# Work request
Scan the data for "levels" and copy the lines it appears in.

# Source information
──────────

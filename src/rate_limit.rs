//! Per-caller sliding-window admission control.
//!
//! Independent of the session pool: a caller can be rejected here while the
//! pool sits idle, and vice versa.

use dashmap::DashMap;
use std::collections::VecDeque;
use std::time::Duration;
use tokio::time::Instant;
use tracing::debug;

/// `<count>/<second|minute>`, e.g. `10/minute`.
#[derive(Debug, Clone, Copy, PartialEq, Eq)]
pub struct LimitSpec {
    pub count: usize,
    pub window: Duration,
}

impl LimitSpec {
    pub fn parse(spec: &str) -> Option<Self> {
        let (count, unit) = spec.trim().split_once('/')?;
        let count: usize = count.trim().parse().ok()?;
        if count == 0 {
            return None;
        }
        let window = match unit.trim().to_ascii_lowercase().as_str() {
            "s" | "sec" | "second" => Duration::from_secs(1),
            "m" | "min" | "minute" => Duration::from_secs(60),
            _ => return None,
        };
        Some(Self { count, window })
    }
}

#[derive(Debug, Clone, Copy, PartialEq, Eq)]
pub struct RateDecision {
    pub allowed: bool,
    pub remaining: usize,
    /// Zero when allowed
    pub retry_after_secs: u64,
}

struct RateWindow {
    timestamps: VecDeque<Instant>,
    window: Duration,
}

impl RateWindow {
    fn evict(&mut self, now: Instant) {
        while let Some(&oldest) = self.timestamps.front() {
            if now.duration_since(oldest) >= self.window {
                self.timestamps.pop_front();
            } else {
                break;
            }
        }
    }
}

pub struct RateLimiter {
    windows: DashMap<String, RateWindow>,
    fallback: LimitSpec,
}

impl RateLimiter {
    /// `default_spec` applies whenever a caller's own spec does not parse.
    pub fn new(default_spec: &str) -> Self {
        let fallback = LimitSpec::parse(default_spec).unwrap_or(LimitSpec {
            count: 10,
            window: Duration::from_secs(60),
        });
        Self {
            windows: DashMap::new(),
            fallback,
        }
    }

    pub fn admit(&self, key: &str, spec: &str) -> RateDecision {
        let limit = LimitSpec::parse(spec).unwrap_or_else(|| {
            debug!(spec, "Invalid rate limit spec, using default");
            self.fallback
        });
        let now = Instant::now();

        let mut window = self
            .windows
            .entry(key.to_string())
            .or_insert_with(|| RateWindow {
                timestamps: VecDeque::new(),
                window: limit.window,
            });
        window.window = limit.window;
        window.evict(now);

        if window.timestamps.len() >= limit.count {
            let retry_after = window
                .timestamps
                .front()
                .map(|&oldest| (oldest + limit.window).saturating_duration_since(now))
                .unwrap_or(limit.window);
            crate::metrics::record_rate_limited();
            return RateDecision {
                allowed: false,
                remaining: 0,
                retry_after_secs: ceil_secs(retry_after).max(1),
            };
        }

        window.timestamps.push_back(now);
        RateDecision {
            allowed: true,
            remaining: limit.count - window.timestamps.len(),
            retry_after_secs: 0,
        }
    }

    /// Drop expired timestamps and forget callers whose window is empty.
    pub fn prune(&self) -> usize {
        let now = Instant::now();
        let before = self.windows.len();
        self.windows.retain(|_, window| {
            window.evict(now);
            !window.timestamps.is_empty()
        });
        before - self.windows.len()
    }

    pub fn tracked_keys(&self) -> usize {
        self.windows.len()
    }
}

fn ceil_secs(duration: Duration) -> u64 {
    let secs = duration.as_secs();
    if duration.subsec_nanos() > 0 {
        secs + 1
    } else {
        secs
    }
}

#[cfg(test)]
mod tests {
    use super::*;
    use tokio::time::advance;

    #[test]
    fn parses_specs() {
        assert_eq!(
            LimitSpec::parse("2/second"),
            Some(LimitSpec {
                count: 2,
                window: Duration::from_secs(1)
            })
        );
        assert_eq!(LimitSpec::parse(" 30 / Minute ").map(|s| s.count), Some(30));
        assert_eq!(LimitSpec::parse("0/second"), None);
        assert_eq!(LimitSpec::parse("5/hour"), None);
        assert_eq!(LimitSpec::parse("lots"), None);
    }

    #[tokio::test(start_paused = true)]
    async fn sliding_window_allows_then_rejects_then_recovers() {
        let limiter = RateLimiter::new("10/minute");

        let first = limiter.admit("caller", "2/second");
        assert!(first.allowed);
        assert_eq!(first.remaining, 1);
        advance(Duration::from_millis(100)).await;
        assert!(limiter.admit("caller", "2/second").allowed);
        advance(Duration::from_millis(100)).await;

        let third = limiter.admit("caller", "2/second");
        assert!(!third.allowed);
        assert!(third.retry_after_secs >= 1);

        advance(Duration::from_secs(1)).await;
        assert!(limiter.admit("caller", "2/second").allowed);
    }

    #[tokio::test(start_paused = true)]
    async fn keys_are_independent() {
        let limiter = RateLimiter::new("10/minute");
        assert!(limiter.admit("a", "1/second").allowed);
        assert!(!limiter.admit("a", "1/second").allowed);
        assert!(limiter.admit("b", "1/second").allowed);
    }

    #[tokio::test(start_paused = true)]
    async fn invalid_spec_falls_back_to_default() {
        let limiter = RateLimiter::new("1/minute");
        assert!(limiter.admit("a", "garbage").allowed);
        let rejected = limiter.admit("a", "garbage");
        assert!(!rejected.allowed);
        assert_eq!(rejected.retry_after_secs, 60);
    }

    #[tokio::test(start_paused = true)]
    async fn retry_after_tracks_oldest_timestamp() {
        let limiter = RateLimiter::new("10/minute");
        limiter.admit("a", "2/minute");
        advance(Duration::from_secs(20)).await;
        limiter.admit("a", "2/minute");
        advance(Duration::from_secs(10)).await;

        let rejected = limiter.admit("a", "2/minute");
        assert!(!rejected.allowed);
        assert_eq!(rejected.retry_after_secs, 30);
    }

    #[tokio::test(start_paused = true)]
    async fn prune_forgets_idle_callers() {
        let limiter = RateLimiter::new("10/minute");
        limiter.admit("idle", "5/second");
        limiter.admit("busy", "5/minute");

        advance(Duration::from_secs(2)).await;
        assert_eq!(limiter.prune(), 1);
        assert_eq!(limiter.tracked_keys(), 1);
    }
}
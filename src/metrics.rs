//! Metrics recorded through the `metrics` facade.
//!
//! Nothing is collected unless a recorder is installed; the binary installs
//! the Prometheus exporter when started with `--metrics-port`.

use crate::{CaptureError, CrawlStatus, PoolStats, SweepReport};
use ::metrics::{
    counter, describe_counter, describe_gauge, describe_histogram, gauge, histogram,
    increment_counter, Unit,
};
use std::net::SocketAddr;
use std::time::Duration;
use tracing::info;

pub const CAPTURES_TOTAL: &str = "captures_total";
pub const CAPTURE_DURATION_SECONDS: &str = "capture_duration_seconds";
pub const CRAWL_JOBS_TOTAL: &str = "crawl_jobs_total";
pub const SWEEPER_DELETED_TOTAL: &str = "sweeper_deleted_total";
pub const SWEEPER_EXPIRED_IN_PLACE_TOTAL: &str = "sweeper_expired_in_place_total";
pub const RATE_LIMIT_REJECTIONS_TOTAL: &str = "rate_limit_rejections_total";
pub const POOL_ACTIVE_SESSIONS: &str = "pool_active_sessions";
pub const POOL_QUEUED_LEASES: &str = "pool_queued_leases";

pub fn describe() {
    describe_counter!(CAPTURES_TOTAL, "Captures attempted, labelled by outcome");
    describe_histogram!(
        CAPTURE_DURATION_SECONDS,
        Unit::Seconds,
        "Time from request to encoded image, including the wait for a session"
    );
    describe_counter!(CRAWL_JOBS_TOTAL, "Site crawl jobs finished, labelled by status");
    describe_counter!(SWEEPER_DELETED_TOTAL, "Expired artifacts reclaimed by the sweeper");
    describe_counter!(
        SWEEPER_EXPIRED_IN_PLACE_TOTAL,
        "Expired artifacts whose blob could not be deleted"
    );
    describe_counter!(RATE_LIMIT_REJECTIONS_TOTAL, "Requests rejected by the rate limiter");
    describe_gauge!(POOL_ACTIVE_SESSIONS, "Render sessions currently leased");
    describe_gauge!(POOL_QUEUED_LEASES, "Callers waiting for a render session");
}

/// `outcome` label for [`CAPTURES_TOTAL`].
pub fn capture_outcome<T>(result: &Result<T, CaptureError>) -> &'static str {
    match result {
        Ok(_) => "success",
        Err(e) => e.kind(),
    }
}

pub fn record_capture<T>(result: &Result<T, CaptureError>, elapsed: Duration) {
    counter!(CAPTURES_TOTAL, 1, "outcome" => capture_outcome(result));
    histogram!(CAPTURE_DURATION_SECONDS, elapsed.as_secs_f64());
}

pub fn record_pool_usage(stats: &PoolStats) {
    gauge!(POOL_ACTIVE_SESSIONS, stats.active as f64);
    gauge!(POOL_QUEUED_LEASES, stats.queued as f64);
}

pub fn record_crawl_finished(status: CrawlStatus) {
    let status = match status {
        CrawlStatus::Completed => "completed",
        CrawlStatus::Failed => "failed",
        CrawlStatus::Pending => "pending",
        CrawlStatus::Processing => "processing",
    };
    counter!(CRAWL_JOBS_TOTAL, 1, "status" => status);
}

pub fn record_sweep(report: &SweepReport) {
    counter!(SWEEPER_DELETED_TOTAL, report.deleted as u64);
    counter!(SWEEPER_EXPIRED_IN_PLACE_TOTAL, report.expired_in_place as u64);
}

pub fn record_rate_limited() {
    increment_counter!(RATE_LIMIT_REJECTIONS_TOTAL);
}

/// Serves `/metrics` in the Prometheus text format.
pub struct PrometheusExporter {
    addr: SocketAddr,
}

impl PrometheusExporter {
    pub fn new(port: u16) -> Self {
        Self {
            addr: SocketAddr::from(([0, 0, 0, 0], port)),
        }
    }

    /// Install the global recorder and start the HTTP listener. Needs a running tokio runtime.
    pub fn start(&self) -> Result<(), metrics_exporter_prometheus::BuildError> {
        metrics_exporter_prometheus::PrometheusBuilder::new()
            .with_http_listener(self.addr)
            .install()?;
        describe();
        info!("Prometheus metrics available on http://{}/metrics", self.addr);
        Ok(())
    }
}
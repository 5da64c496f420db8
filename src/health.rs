use crate::{CaptureService, PoolStats};
use serde::Serialize;
use std::sync::Arc;
use std::time::{Duration, Instant};
use tokio::sync::watch;
use tokio::time::interval;
use tracing::{error, info, warn};

#[derive(Debug, Clone, Copy, PartialEq, Eq, Serialize)]
#[serde(rename_all = "lowercase")]
pub enum HealthLevel {
    Healthy,
    Warning,
    Critical,
}

#[derive(Debug, Clone, Serialize)]
pub struct HealthStatus {
    pub overall: HealthLevel,
    pub database: HealthLevel,
    pub storage: HealthLevel,
    pub render_engine: HealthLevel,
    pub pool: PoolStats,
    pub timestamp: chrono::DateTime<chrono::Utc>,
}

pub struct SystemHealthChecker {
    service: Arc<CaptureService>,
    last_check: Option<Instant>,
}

impl SystemHealthChecker {
    pub fn new(service: Arc<CaptureService>) -> Self {
        Self {
            service,
            last_check: None,
        }
    }

    pub fn last_check(&self) -> Option<Instant> {
        self.last_check
    }

    pub async fn check_system_health(&mut self) -> HealthStatus {
        let start_time = Instant::now();

        let database = self.check_database_health().await;
        let storage = self.check_storage_health().await;
        let (render_engine, pool) = self.check_render_engine_health();

        let overall = determine_overall_health(&[database, storage, render_engine]);

        self.last_check = Some(start_time);
        info!(
            "Health check completed in {:?}: {:?}",
            start_time.elapsed(),
            overall
        );

        HealthStatus {
            overall,
            database,
            storage,
            render_engine,
            pool,
            timestamp: chrono::Utc::now(),
        }
    }

    async fn check_database_health(&self) -> HealthLevel {
        if self.service.is_database_healthy().await {
            HealthLevel::Healthy
        } else {
            error!("Metadata store health critical");
            HealthLevel::Critical
        }
    }

    async fn check_storage_health(&self) -> HealthLevel {
        if self.service.is_storage_healthy().await {
            HealthLevel::Healthy
        } else {
            error!("Blob store health critical");
            HealthLevel::Critical
        }
    }

    fn check_render_engine_health(&self) -> (HealthLevel, PoolStats) {
        let (healthy, stats) = self.service.is_render_engine_healthy();
        (pool_health(healthy, &stats), stats)
    }

    /// Log a health summary every `period` until `shutdown` flips to true.
    pub async fn run_periodic(&mut self, period: Duration, mut shutdown: watch::Receiver<bool>) {
        let mut ticker = interval(period);

        loop {
            tokio::select! {
                _ = ticker.tick() => {}
                _ = shutdown.changed() => break,
            }

            let status = self.check_system_health().await;
            match status.overall {
                HealthLevel::Healthy => info!("System health: OK"),
                HealthLevel::Warning => warn!(
                    "System health: WARNING - database: {:?}, storage: {:?}, render engine: {:?}, active {}/{} queued {}",
                    status.database, status.storage, status.render_engine,
                    status.pool.active, status.pool.ceiling, status.pool.queued
                ),
                HealthLevel::Critical => error!(
                    "System health: CRITICAL - database: {:?}, storage: {:?}, render engine: {:?}",
                    status.database, status.storage, status.render_engine
                ),
            }
        }
    }
}

fn pool_health(healthy: bool, stats: &PoolStats) -> HealthLevel {
    if !healthy {
        warn!(
            connected = stats.connected,
            shutting_down = stats.shutting_down,
            "Render engine health critical"
        );
        return HealthLevel::Critical;
    }

    // Saturated with callers waiting
    if stats.active >= stats.ceiling && stats.queued > 0 {
        warn!(
            "Render pool saturated: {}/{} active, {} queued",
            stats.active, stats.ceiling, stats.queued
        );
        return HealthLevel::Warning;
    }

    HealthLevel::Healthy
}

fn determine_overall_health(levels: &[HealthLevel]) -> HealthLevel {
    if levels.contains(&HealthLevel::Critical) {
        HealthLevel::Critical
    } else if levels.contains(&HealthLevel::Warning) {
        HealthLevel::Warning
    } else {
        HealthLevel::Healthy
    }
}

──────────

# Answer for the task
fn determine_overall_health(levels: &[HealthLevel]) -> HealthLevel {
    if levels.contains(&HealthLevel::Critical) {
    } else if levels.contains(&HealthLevel::Warning) {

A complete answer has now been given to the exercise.